Below are some lines of data. Return all of them as they are.

··· Data provided ···

impl CompiledRule {
    fn try_new(index: usize, rule: &ScannerRule) -> Result<Self, ScannerError> {
        let compile = |pattern: &str| {
            Regex::new(pattern).map_err(|source| ScannerError::InvalidPattern {
                rule: index,
                pattern: pattern.to_string(),
                source: Box::new(source),
            })
        };
        Ok(Self {
            index,
            regex: compile(rule.pattern)?,
            trailing: rule.trailing.map(compile).transpose()?,
            start_conditions: rule.start_conditions,
            line_start: rule.line_start,
            action: rule.action,
        })
    }

    fn is_active(&self, condition: StartCondition, exclusive: bool, at_line_start: bool) -> bool {
        if self.line_start && !at_line_start {
            return false;
        }
        if self
            .start_conditions
            .iter()
            .any(|c| *c == condition || *c == ANY_START_CONDITION)
        {
            return true;
        }
        !exclusive && self.start_conditions.is_empty()
    }

    /// Matches the rule at the start of the haystack.
    /// Returns the length of the primary match and the length including the trailing context.
    fn find_at_start(&self, haystack: &[u8]) -> Option<(usize, usize)> {
        let primary = self
            .regex
            .find(Input::new(haystack).anchored(Anchored::Yes))?;
        if primary.is_empty() {
            // An empty match would never advance the scanner.
            return None;
        }
        let primary_len = primary.end();
        let mut combined_len = primary_len;
        if let Some(trailing) = &self.trailing {
            let context =
                trailing.find(Input::new(&haystack[primary_len..]).anchored(Anchored::Yes))?;
            combined_len += context.end();
        }
        Some((primary_len, combined_len))
    }
}

impl std::fmt::Debug for CompiledRule {
    fn fmt(&self, f: &mut std::fmt::Formatter<'_>) -> std::fmt::Result {
        f.debug_struct("CompiledRule")
            .field("index", &self.index)
            .field("start_conditions", &self.start_conditions)
            .field("line_start", &self.line_start)
            .field("has_trailing", &self.trailing.is_some())
            .finish()
    }
}

/// A rule that matched at the current position.
#[derive(Clone, Copy)]
struct Candidate {
    rule: usize,
    action: Action,
    primary_len: usize,
    combined_len: usize,
}

/// Collects the tables of a scanner and builds [Scanner] instances from them.
///
/// Generated scanners provide a function `yy_scanner_builder` that returns a builder which is
/// already populated with the generated tables.
#[derive(Clone, Default)]
pub struct ScannerBuilder {
    rules: Vec<ScannerRule>,
    start_conditions: Vec<(StartCondition, bool)>,
    action_inline: Option<InlineAction>,
}

impl ScannerBuilder {
    /// Creates a new scanner builder without rules.
    pub fn new() -> Self {
        Self::default()
    }

    /// Appends a rule. Rules keep the order in which they are added.
    pub fn add_rule(mut self, rule: ScannerRule) -> Self {
        self.rules.push(rule);
        self
    }

    /// Appends multiple rules.
    pub fn add_rules(mut self, rules: &[ScannerRule]) -> Self {
        self.rules.extend_from_slice(rules);
        self
    }

    /// Adds start conditions as pairs of ordinal and exclusive flag.
    /// Start conditions that are never added are treated as inclusive.
    pub fn add_start_conditions(mut self, start_conditions: &[(StartCondition, bool)]) -> Self {
        self.start_conditions.extend_from_slice(start_conditions);
        self
    }

    /// Sets the inline action.
    pub fn action_inline(mut self, action_inline: InlineAction) -> Self {
        self.action_inline = Some(action_inline);
        self
    }

    /// Builds a scanner that reads the complete `input` and writes to `output`.
    pub fn build<R, W>(self, mut input: R, output: W) -> Result<Scanner, ScannerError>
    where
        R: Read,
        W: Write + 'static,
    {
        let mut buffer = Vec::new();
        input.read_to_end(&mut buffer)?;
        self.build_from_bytes(buffer, output)
    }

    /// Builds a scanner that scans the given bytes and writes to `output`.
    pub fn build_from_bytes<W>(self, buffer: Vec<u8>, output: W) -> Result<Scanner, ScannerError>
    where
        W: Write + 'static,
    {
        let rules = self
            .rules
            .iter()
            .enumerate()
            .map(|(index, rule)| CompiledRule::try_new(index, rule))
            .collect::<Result<Vec<_>, _>>()?;
        trace!(
            "Built scanner with {} rules over {} bytes of input",
            rules.len(),
            buffer.len()
        );
        Ok(Scanner {
            rules,
            exclusive: self.start_conditions.into_iter().collect(),
            action_inline: self.action_inline,
            started: false,
            buffer,
            cursor: 0,
            text: Vec::new(),
            text_mark: 0,
            reset_text: true,
            match_start: 0,
            match_len: 0,
            condition: INITIAL,
            output: Box::new(output),
            output_error: None,
        })
    }

    /// Builds a scanner that reads the complete standard input and writes to standard output.
    pub fn build_stdio(self) -> Result<Scanner, ScannerError> {
        self.build(std::io::stdin().lock(), std::io::stdout())
    }
}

···

Exercise response —
impl CompiledRule {
    fn try_new(index: usize, rule: &ScannerRule) -> Result<Self, ScannerError> {
        let compile = |pattern: &str| {
            Regex::new(pattern).map_err(|source| ScannerError::InvalidPattern {
                rule: index,
                pattern: pattern.to_string(),
                source: Box::new(source),
            })
        };
        Ok(Self {
            index,
            regex: compile(rule.pattern)?,
            trailing: rule.trailing.map(compile).transpose()?,
            start_conditions: rule.start_conditions,
            line_start: rule.line_start,
            action: rule.action,
        })
    }

    fn is_active(&self, condition: StartCondition, exclusive: bool, at_line_start: bool) -> bool {
        if self.line_start && !at_line_start {
            return false;
        }
        if self
            .start_conditions
            .iter()
            .any(|c| *c == condition || *c == ANY_START_CONDITION)
        {
            return true;
        }
        !exclusive && self.start_conditions.is_empty()
    }

    /// Matches the rule at the start of the haystack.
    /// Returns the length of the primary match and the length including the trailing context.
    fn find_at_start(&self, haystack: &[u8]) -> Option<(usize, usize)> {
        let primary = self
            .regex
            .find(Input::new(haystack).anchored(Anchored::Yes))?;
        if primary.is_empty() {
            // An empty match would never advance the scanner.
            return None;
        }
        let primary_len = primary.end();
        let mut combined_len = primary_len;
        if let Some(trailing) = &self.trailing {
            let context =
                trailing.find(Input::new(&haystack[primary_len..]).anchored(Anchored::Yes))?;
            combined_len += context.end();
        }
        Some((primary_len, combined_len))
    }
}

impl std::fmt::Debug for CompiledRule {
    fn fmt(&self, f: &mut std::fmt::Formatter<'_>) -> std::fmt::Result {
        f.debug_struct("CompiledRule")
            .field("index", &self.index)
            .field("start_conditions", &self.start_conditions)
            .field("line_start", &self.line_start)
            .field("has_trailing", &self.trailing.is_some())
            .finish()
    }
}

/// A rule that matched at the current position.
#[derive(Clone, Copy)]
struct Candidate {
    rule: usize,
    action: Action,
    primary_len: usize,
    combined_len: usize,
}

/// Collects the tables of a scanner and builds [Scanner] instances from them.
///
/// Generated scanners provide a function `yy_scanner_builder` that returns a builder which is
/// already populated with the generated tables.
#[derive(Clone, Default)]
pub struct ScannerBuilder {
    rules: Vec<ScannerRule>,
    start_conditions: Vec<(StartCondition, bool)>,
    action_inline: Option<InlineAction>,
}

impl ScannerBuilder {
    /// Creates a new scanner builder without rules.
    pub fn new() -> Self {
        Self::default()
    }

    /// Appends a rule. Rules keep the order in which they are added.
    pub fn add_rule(mut self, rule: ScannerRule) -> Self {
        self.rules.push(rule);
        self
    }

    /// Appends multiple rules.
    pub fn add_rules(mut self, rules: &[ScannerRule]) -> Self {
        self.rules.extend_from_slice(rules);
        self
    }

    /// Adds start conditions as pairs of ordinal and exclusive flag.
    /// Start conditions that are never added are treated as inclusive.
    pub fn add_start_conditions(mut self, start_conditions: &[(StartCondition, bool)]) -> Self {
        self.start_conditions.extend_from_slice(start_conditions);
        self
    }

    /// Sets the inline action.
    pub fn action_inline(mut self, action_inline: InlineAction) -> Self {
        self.action_inline = Some(action_inline);
        self
    }

    /// Builds a scanner that reads the complete `input` and writes to `output`.
    pub fn build<R, W>(self, mut input: R, output: W) -> Result<Scanner, ScannerError>
    where
        R: Read,
        W: Write + 'static,
    {
        let mut buffer = Vec::new();
        input.read_to_end(&mut buffer)?;
        self.build_from_bytes(buffer, output)
    }

    /// Builds a scanner that scans the given bytes and writes to `output`.
    pub fn build_from_bytes<W>(self, buffer: Vec<u8>, output: W) -> Result<Scanner, ScannerError>
    where
        W: Write + 'static,
    {
        let rules = self
            .rules
            .iter()
            .enumerate()
            .map(|(index, rule)| CompiledRule::try_new(index, rule))
            .collect::<Result<Vec<_>, _>>()?;
        trace!(
            "Built scanner with {} rules over {} bytes of input",
            rules.len(),
            buffer.len()
        );
        Ok(Scanner {
            rules,
            exclusive: self.start_conditions.into_iter().collect(),
            action_inline: self.action_inline,
            started: false,
            buffer,
            cursor: 0,
            text: Vec::new(),
            text_mark: 0,
            reset_text: true,
            match_start: 0,
            match_len: 0,
            condition: INITIAL,
            output: Box::new(output),
            output_error: None,
        })
    }

    /// Builds a scanner that reads the complete standard input and writes to standard output.
    pub fn build_stdio(self) -> Result<Scanner, ScannerError> {
        self.build(std::io::stdin().lock(), std::io::stdout())
    }
}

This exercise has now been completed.